Age 42 Lifeslurper meets the vague but gorgeous Wobbles. “What took him so long to arrive?” She asks.

They make their way together in the world just fine, but are not fine to make a baby – not without some outside help. Enter ART and 2008 the year of 4 IVF cycles & one lousy big fat negative.

Lifeslurper is now 47 years old! Time for a baby is running out fast, so too is her sanity. Now it's 2011 - Lifeslurper & Wobbles have moved into top baby making gear. Donor Egg Cycles are the way to go, after a long pause to take stock after a glorious donor egg BFP & the subsequent loss. This year saw 2 cancelled FET cycles, & and menopause causing delays.

Where to from here? After 10 cycles Lifeslurper & Wobbles now await their WobblyBub who is due in May 2012 - actually make that...um....*sigh*...what's the point?

Turning to Dorothy the Dinosaur and Thomas the Tank Engine

Well it is now over a month since our latest IVF cycle not so much ended with a bang, but died with a whimper. Wobbles and I are still scratching our heads as to which way to go. We are officially on the clinic’s donor egg top 100 list, languishing somewhere near the end of that number. The marching on of time means we are compelled to keep trying with our own eggs, and hope we turn up a non-‘degenerate’ one or eventually are in receipt of a donated version.

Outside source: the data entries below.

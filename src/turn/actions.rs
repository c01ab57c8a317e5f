//! Driving actions through the pipeline and committing them.
//!
//! These functions glue the pieces together for a narrator front end:
//! resolve an intent, commit the batch, check for a winner. A suspended
//! resolution comes back as `ActionFlow::AwaitingInput`; the caller
//! stores the `PendingAction` and hands it to `resume_action` once the
//! narrator has answered.

use serde::{Deserialize, Serialize};
use tracing::debug;

use crate::changes::StateChanges;
use crate::core::{Alignment, Game, GameState, HistoryEvent, HistoryKind, Message, Phase, PlayerId};
use crate::effects::DayAction;
use crate::pipeline::{resolve_intent, Choice, Intent, Resolution, SuspendedResolution};
use crate::roles::AbilityContext;
use crate::rules::{check_win_condition, Ruleset};

use super::phase::declare_winner;

/// A resolution waiting for the narrator.
#[derive(Debug, PartialEq, Eq, Serialize, Deserialize)]
pub struct PendingAction {
    pub suspended: SuspendedResolution,
    /// The night actor to mark resolved once the action completes.
    pub actor: Option<PlayerId>,
}

/// The result of driving an action.
#[derive(Debug, PartialEq, Eq)]
pub enum ActionFlow {
    /// Changes were committed. `winner` is set if the game ended.
    Committed {
        game: Game,
        winner: Option<Alignment>,
    },
    /// Resolution is suspended. `game` holds whatever was committed first.
    AwaitingInput { game: Game, pending: PendingAction },
}

impl ActionFlow {
    /// The game as it stands after this flow.
    #[must_use]
    pub fn game(&self) -> &Game {
        match self {
            ActionFlow::Committed { game, .. } | ActionFlow::AwaitingInput { game, .. } => game,
        }
    }

    /// Take the game, dropping any pending action.
    #[must_use]
    pub fn into_game(self) -> Game {
        match self {
            ActionFlow::Committed { game, .. } | ActionFlow::AwaitingInput { game, .. } => game,
        }
    }
}

/// Resolve an intent against the current state and commit the outcome.
#[must_use]
pub fn submit_intent(game: &Game, intent: Intent, ruleset: &Ruleset) -> ActionFlow {
    let resolution = resolve_intent(intent, game.state(), game, ruleset);
    settle(game.clone(), resolution, None, ruleset)
}

/// Continue a suspended action with the narrator's answer.
#[must_use]
pub fn resume_action(game: &Game, pending: PendingAction, choice: Choice, ruleset: &Ruleset) -> ActionFlow {
    let PendingAction { suspended, actor } = pending;
    let resolution = suspended.resume(choice, game.state(), game, ruleset);
    settle(game.clone(), resolution, actor, ruleset)
}

/// Run a player's night ability with the narrator's choice.
///
/// The ability's direct changes commit first; its intent, if any, then
/// goes through the pipeline. The player is marked as having acted once
/// everything has resolved. A player with no ability is marked skipped.
#[must_use]
pub fn perform_night_action(game: &Game, player: PlayerId, choice: Choice, ruleset: &Ruleset) -> ActionFlow {
    let state = game.state();
    let ability = state
        .player(player)
        .and_then(|actor| ruleset.roles().get(&actor.role).map(|role| (actor, role)))
        .and_then(|(actor, role)| role.ability().map(|ability| (actor, ability)));

    let Some((actor, ability)) = ability else {
        debug!(%player, "no ability to perform");
        return commit(skip_night_action(game, player), StateChanges::new(), ruleset);
    };

    let ctx = AbilityContext {
        actor,
        state,
        game,
        ruleset,
    };
    let output = ability.perform(&ctx, &choice);
    debug!(%player, intent = ?output.intent, "night ability performed");

    match output.intent {
        None => {
            let mut changes = output.changes;
            changes.record(resolved_marker(player));
            commit(game.clone(), changes, ruleset)
        }
        Some(intent) => {
            let game = game.apply(output.changes);
            let resolution = resolve_intent(intent, game.state(), &game, ruleset);
            settle(game, resolution, Some(player), ruleset)
        }
    }
}

/// Mark a scheduled player as not acting tonight.
#[must_use]
pub fn skip_night_action(game: &Game, player: PlayerId) -> Game {
    game.apply(
        StateChanges::new().with_event(
            HistoryEvent::new(HistoryKind::NightActionSkipped, "night_action_skipped").about(player),
        ),
    )
}

/// Record the vote on the pending nomination.
#[must_use]
pub fn record_vote(game: &Game, nominee: PlayerId, votes: u32) -> Game {
    game.apply(
        StateChanges::new().with_event(
            HistoryEvent::new(HistoryKind::VoteTallied, "vote_tallied")
                .about(nominee)
                .with_message(
                    Message::new("vote_tallied")
                        .arg("nominee", nominee)
                        .arg("votes", i64::from(votes)),
                )
                .with_data("votes", i64::from(votes)),
        ),
    )
}

/// Players who may vote: seated, with no effect that blocks voting.
#[must_use]
pub fn eligible_voters(state: &GameState, ruleset: &Ruleset) -> Vec<PlayerId> {
    state
        .players()
        .filter(|p| !ruleset.effects().flags_for(p).blocks_voting)
        .map(|p| p.id)
        .collect()
}

/// Day actions living players can take, in seat then effect order.
#[must_use]
pub fn day_actions<'a>(state: &'a GameState, ruleset: &'a Ruleset) -> Vec<(PlayerId, &'a DayAction)> {
    state
        .living_players()
        .flat_map(move |player| {
            ruleset
                .effects()
                .active_on(player)
                .filter_map(move |(_, def)| def.day_action.as_ref().map(|action| (player.id, action)))
        })
        .collect()
}

fn settle(game: Game, resolution: Resolution, actor: Option<PlayerId>, ruleset: &Ruleset) -> ActionFlow {
    debug!(outcome = resolution.label(), "resolution settled");

    let mut changes = match resolution {
        Resolution::AwaitInput(suspended) => {
            return ActionFlow::AwaitingInput {
                game,
                pending: PendingAction { suspended, actor },
            };
        }
        Resolution::Allow { changes, .. }
        | Resolution::Prevent { changes, .. }
        | Resolution::Redirect { changes, .. } => changes,
    };

    if let Some(actor) = actor {
        changes.record(resolved_marker(actor));
    }
    commit(game, changes, ruleset)
}

fn commit(game: Game, changes: StateChanges, ruleset: &Ruleset) -> ActionFlow {
    let game = game.apply(changes);
    if matches!(game.state().phase, Phase::Over { .. }) {
        return ActionFlow::Committed { game, winner: None };
    }
    match check_win_condition(game.state(), &game, ruleset) {
        Some(winner) => ActionFlow::Committed {
            game: declare_winner(&game, winner),
            winner: Some(winner),
        },
        None => ActionFlow::Committed { game, winner: None },
    }
}

fn resolved_marker(player: PlayerId) -> HistoryEvent {
    HistoryEvent::new(HistoryKind::NightActionResolved, "night_action_resolved").about(player)
}
//! Role definitions.

use std::sync::Arc;

use crate::core::{EffectInstance, RoleId, Team};

use super::ability::Ability;

/// Static description of a role.
#[derive(Clone)]
pub struct RoleDefinition {
    /// Unique identifier.
    pub id: RoleId,

    /// Human-readable name.
    pub name: String,

    /// The team the role belongs to.
    pub team: Team,

    /// Position in the first night's order, if the role wakes then.
    pub first_night: Option<u32>,

    /// Position in later nights' order, if the role wakes then.
    pub other_nights: Option<u32>,

    /// Effects a player with this role starts the game with.
    pub starting_effects: Vec<EffectInstance>,

    ability: Option<Arc<dyn Ability>>,
}

impl RoleDefinition {
    /// Create a role that never wakes.
    pub fn new(id: RoleId, name: impl Into<String>, team: Team) -> Self {
        Self {
            id,
            name: name.into(),
            team,
            first_night: None,
            other_nights: None,
            starting_effects: Vec::new(),
            ability: None,
        }
    }

    /// Set the first-night order (builder pattern).
    #[must_use]
    pub fn first_night(mut self, order: u32) -> Self {
        self.first_night = Some(order);
        self
    }

    /// Set the order for every later night (builder pattern).
    #[must_use]
    pub fn other_nights(mut self, order: u32) -> Self {
        self.other_nights = Some(order);
        self
    }

    /// Add a starting effect (builder pattern).
    #[must_use]
    pub fn with_starting_effect(mut self, instance: EffectInstance) -> Self {
        self.starting_effects.push(instance);
        self
    }

    /// Set the night ability (builder pattern).
    #[must_use]
    pub fn with_ability(mut self, ability: impl Ability + 'static) -> Self {
        self.ability = Some(Arc::new(ability));
        self
    }

    /// The night ability, if any.
    #[must_use]
    pub fn ability(&self) -> Option<&dyn Ability> {
        self.ability.as_deref()
    }

    /// Night order for a round. Round 1 is the first night.
    #[must_use]
    pub fn night_order(&self, round: u32) -> Option<u32> {
        if round <= 1 {
            self.first_night
        } else {
            self.other_nights
        }
    }
}

impl std::fmt::Debug for RoleDefinition {
    fn fmt(&self, f: &mut std::fmt::Formatter<'_>) -> std::fmt::Result {
        f.debug_struct("RoleDefinition")
            .field("id", &self.id)
            .field("name", &self.name)
            .field("team", &self.team)
            .field("first_night", &self.first_night)
            .field("other_nights", &self.other_nights)
            .field("starting_effects", &self.starting_effects)
            .field("ability", &self.ability.is_some())
            .finish()
    }
}

#[cfg(test)]
mod tests {
    use super::*;

    #[test]
    fn test_night_order() {
        let role = RoleDefinition::new(RoleId::from_static("seer"), "Seer", Team::Townsfolk)
            .first_night(10)
            .other_nights(20);

        assert_eq!(role.night_order(1), Some(10));
        assert_eq!(role.night_order(2), Some(20));
        assert_eq!(role.night_order(7), Some(20));
    }

    #[test]
    fn test_first_night_only() {
        let role = RoleDefinition::new(RoleId::from_static("scout"), "Scout", Team::Townsfolk)
            .first_night(5);

        assert_eq!(role.night_order(1), Some(5));
        assert_eq!(role.night_order(2), None);
        assert!(role.ability().is_none());
    }
}
//! Append-only game history.
//!
//! Handlers describe what happened as `HistoryEvent`s attached to a state
//! change batch. When the batch is applied, each event is stamped into a
//! `HistoryEntry` with an ID and the state before and after the batch.
//! Entries are never mutated afterwards; they are the sole record of what
//! happened and are what informational abilities and win checks read.

use serde::{Deserialize, Serialize};

use super::ids::PlayerId;
use super::payload::{Payload, PayloadValue};
use super::state::GameState;

/// What kind of thing a history entry records.
#[derive(Clone, Debug, PartialEq, Eq, Hash, Serialize, Deserialize)]
#[serde(rename_all = "snake_case")]
pub enum HistoryKind {
    GameStarted,
    RolesRevealed,
    NightStarted,
    DayStarted,
    DayEnded,
    NightActionResolved,
    NightActionSkipped,
    PlayerDied,
    Execution,
    Nomination,
    VoteTallied,
    KillPrevented,
    ActionPrevented,
    KillRedirected,
    RoleChanged,
    EffectApplied,
    StateChanged,
    GameOver,
    /// Content-defined entry kinds.
    Custom(String),
}

/// A localizable message: a translation key plus named arguments.
///
/// The engine never renders messages; the presentation layer looks the
/// key up and substitutes the arguments.
#[derive(Clone, Debug, Default, PartialEq, Eq, Serialize, Deserialize)]
pub struct Message {
    pub key: String,
    #[serde(default)]
    pub args: Payload,
}

impl Message {
    /// Create a message with no arguments.
    pub fn new(key: impl Into<String>) -> Self {
        Self {
            key: key.into(),
            args: Payload::new(),
        }
    }

    /// Add an argument (builder pattern).
    #[must_use]
    pub fn arg(mut self, name: impl Into<String>, value: impl Into<PayloadValue>) -> Self {
        self.args.set(name, value);
        self
    }
}

/// A history record as produced by a handler, before it is committed.
#[derive(Clone, Debug, PartialEq, Eq, Serialize, Deserialize)]
pub struct HistoryEvent {
    /// What happened.
    pub kind: HistoryKind,

    /// The player this event is about, if any.
    #[serde(default)]
    pub subject: Option<PlayerId>,

    /// Display message.
    pub message: Message,

    /// Structured data for informational abilities.
    #[serde(default)]
    pub data: Payload,
}

impl HistoryEvent {
    /// Create an event whose message key mirrors its kind.
    pub fn new(kind: HistoryKind, message_key: impl Into<String>) -> Self {
        Self {
            kind,
            subject: None,
            message: Message::new(message_key),
            data: Payload::new(),
        }
    }

    /// Set the subject player (builder pattern).
    #[must_use]
    pub fn about(mut self, player: PlayerId) -> Self {
        self.subject = Some(player);
        self
    }

    /// Replace the message (builder pattern).
    #[must_use]
    pub fn with_message(mut self, message: Message) -> Self {
        self.message = message;
        self
    }

    /// Add a data value (builder pattern).
    #[must_use]
    pub fn with_data(mut self, key: impl Into<String>, value: impl Into<PayloadValue>) -> Self {
        self.data.set(key, value);
        self
    }
}

/// A committed, immutable history record.
#[derive(Clone, Debug, PartialEq, Eq, Serialize, Deserialize)]
pub struct HistoryEntry {
    /// Sequential ID (0 for the game start entry).
    pub id: u64,

    /// What happened.
    pub event: HistoryEvent,

    /// State before the batch that produced this entry.
    pub state_before: GameState,

    /// State after the batch that produced this entry.
    pub state_after: GameState,
}

impl HistoryEntry {
    /// Shorthand for `event.kind`.
    #[must_use]
    pub fn kind(&self) -> &HistoryKind {
        &self.event.kind
    }

    /// Shorthand for `event.subject`.
    #[must_use]
    pub fn subject(&self) -> Option<PlayerId> {
        self.event.subject
    }

    /// Check if this entry is of `kind` and about `player`.
    #[must_use]
    pub fn is(&self, kind: &HistoryKind, player: PlayerId) -> bool {
        &self.event.kind == kind && self.event.subject == Some(player)
    }
}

Truth is, neither of us seems sufficiently recovered from the psychological terrors of four cycles on the trot. A cycle cancelled before pick-up; a long cyst (then the resulting fertility specialist and clinic change) caused delay; a pick up followed by a waiting room cancelled embryo transfer; a single embryo transfer and a two week wait without bleeding (that came after the blood test!); a short (antagonist) protocol that went on an on resulting in having no embryos to transfer. Doesn’t sound like much when squashed into a few short lines, but this has been our life for what seems like forever now.

 

For now Wobbles is concentrating on his work. Lifeslurper is succeeding in dropping a few kilograms, with a healthier BMI in mind. Still the weeks are long even when not in the midst of another successive cycle. Things seem a little askew without the relentless program of travel, medications and uncertainty IVF brings us.

 

We are not currently undertaking treatment, yet we are still in the grips of this madness. Goodness, we are still to receive the paperwork that will enable us to commence the process to receive a refund on the up-front cycle costs paid months ago.

 

Increasingly more it seems that ART is with us. It is a constant part of us, despite our mixed feelings. IVF looms large over us. We are grateful for its existence. We are fortunate to be able to access its services. Yet, I feel so often that it is a wretched curse designed to punish those so foolish to submit to infertility. Perhaps I would feel different should it ever succeed for me.

 

My difficult relationship with IVF continues to wax and wane. This week ART is winning.

 

In the wash-up of the big birthday blues I am struck by the hopelessness of my situation.

 

Giving my beloved Wobbles the baby he so strongly desires seems impossible. We were foolish at our advance ages to think it were possible? I keep hearing the words of the first acupuncturist I went to see (and stopped attending for this very reason); each week he felt the need to sit me down and prepare me for the likelihood that we would never have a baby. Pessimistic me, needing yet another reminder of our low chances of IVF success? I have to wear those kind of comments coming from the fertility specialists, I have no choice. I had hired this guy to stick needles in me, not to comment on my IVF chances.

 

Lifeslurper tried something sneaky; I took Wobbles to finally meet my baby niece and nephew, Little Miss (age 21 months) and Master J (age 4) hoping that a blast of noisy, silly, naughty reality might act as a nice damper. Little Miss immediately attempted to jump into the pair of Dorothy the Dinosaur pjs we had bought for her – over her clothes – while Master J demonstrated to train fixated Wobbles the magnetic qualities of the metal Thomas the Tank engines we had given him. Master J also demonstrated his play acting ability; “I’m going to be a fork lift!” he says making stiff armed scissor motions; “Now I am going to be a house!” standing straight, arms extended, clasped high above his head; “Now I am a monkey!!!!” arms curled under to his side, legs bent at the knees; “What am I going to be next? Er….um…..” and a frantic search for inspiration.

 

We were waved off with a youthful cry of; “Thanks for coming! Do call again!”

 

Later I asked Wobbles if this had put him off the idea of babies at all; “No, it just makes me want them more!” came the firm and confident response.

 

We have not locked in any firm plans just yet. However, it looks like this baby making stuff ain’t over for us quite yet.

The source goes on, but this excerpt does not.